Cell-aware test (CAT) explicitly targets faults caused by defects inside library cells to improve test quality, compared with conventional automatic test pattern generation (ATPG) approaches, which target faults only at the boundaries of library cells. The CAT methodology consists of two stages. Stage 1, based on dedicated analog simulation, library characterization per cell identifies which cell-level test pattern detects which cell-internal defect; this detection information is encoded in a defect detection matrix (DDM).
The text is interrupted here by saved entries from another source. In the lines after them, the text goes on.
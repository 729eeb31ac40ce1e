//! The error type shared by all parts of the crate.

use thiserror::Error;

pub type Result<T> = std::result::Result<T, Error>;

#[derive(Debug, Error)]
#[non_exhaustive]
pub enum Error {
    #[error("io error: {0}")]
    Io(#[from] std::io::Error),

    /// The socket-level read (or connect) timeout elapsed.
    #[error("peer connection timed out")]
    Timeout,

    /// The peer closed the connection.
    #[error("peer closed the connection")]
    Eof,

    /// The peer's handshake was not a valid BitTorrent handshake.
    #[error("invalid handshake")]
    InvalidHandshake,

    /// The info hash in the peer's handshake is not the one we announced.
    #[error("peer handshake info hash does not match ours")]
    InfoHashMismatch,

    #[error("invalid message id {0}")]
    InvalidMessageId(u8),

    /// A message payload was shorter than its id requires.
    #[error("malformed {0} message payload")]
    InvalidPayload(&'static str),

    /// A frame length prefix exceeded the sanity limit.
    #[error("frame of {0} bytes is too large")]
    FrameTooLarge(usize),

    #[error("malformed bencode: {0}")]
    Bencode(&'static str),

    /// The extension handshake lacked a key the metadata exchange needs.
    #[error("extension handshake is missing key {0}")]
    MissingExtensionKey(&'static str),

    /// A `ut_metadata` message did not have the expected shape.
    #[error("malformed extension message: {0}")]
    Extension(&'static str),

    /// The peer sent a block for a piece this session did not request.
    #[error("block does not belong to the requested piece")]
    UnexpectedBlock,

    #[error("malformed metainfo: {0}")]
    Metainfo(String),

    /// The tracker layer supplied an empty peer list.
    #[error("no peers to download from")]
    NoPeers,

    /// Every peer session ended before the download finished.
    #[error("all peer connections closed before the download finished")]
    PeersExhausted,

    /// An internal channel closed, meaning its owning task is gone.
    #[error("internal channel closed")]
    Channel,
}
In Stage 2, with the DDMs as inputs, cell-aware ATPG generates chip-level test patterns per circuit design that is build up of interconnected instances of library cells. This paper focuses on Stage 1, library characterization, as both test quality and cost are determined by the set of cell-internal defects identified and simulated in the CAT tool flow. With the aim to achieve the best test quality, we first propose an approach to identify a comprehensive set, referred to as full set, of potential open- and short-defect locations based on cell layout. However, the full set of defects can be large even for a single cell, making the time cost of the defect simulation in Stage 1 unaffordable. Subsequently, to reduce the simulation time, we collapse the full set to a compact set of defects which serves as input of the defect simulation. The full set is stored for the diagnosis and failure analysis. With inspecting the simulation results, we propose a method to verify the test quality based on the compact set of defects and, if necessary, to compensate the test quality to the same level as that based on the full set of defects. For 351 combinational library cells in Cadence’s GPDK045 45nm library, we simulate only 5.4% defects from the full set to achieve the same test quality based on the full set of defects. In total, the simulation time, via linear extrapolation per cell, would be reduced by 96.4% compared with the time based on the full set of defects.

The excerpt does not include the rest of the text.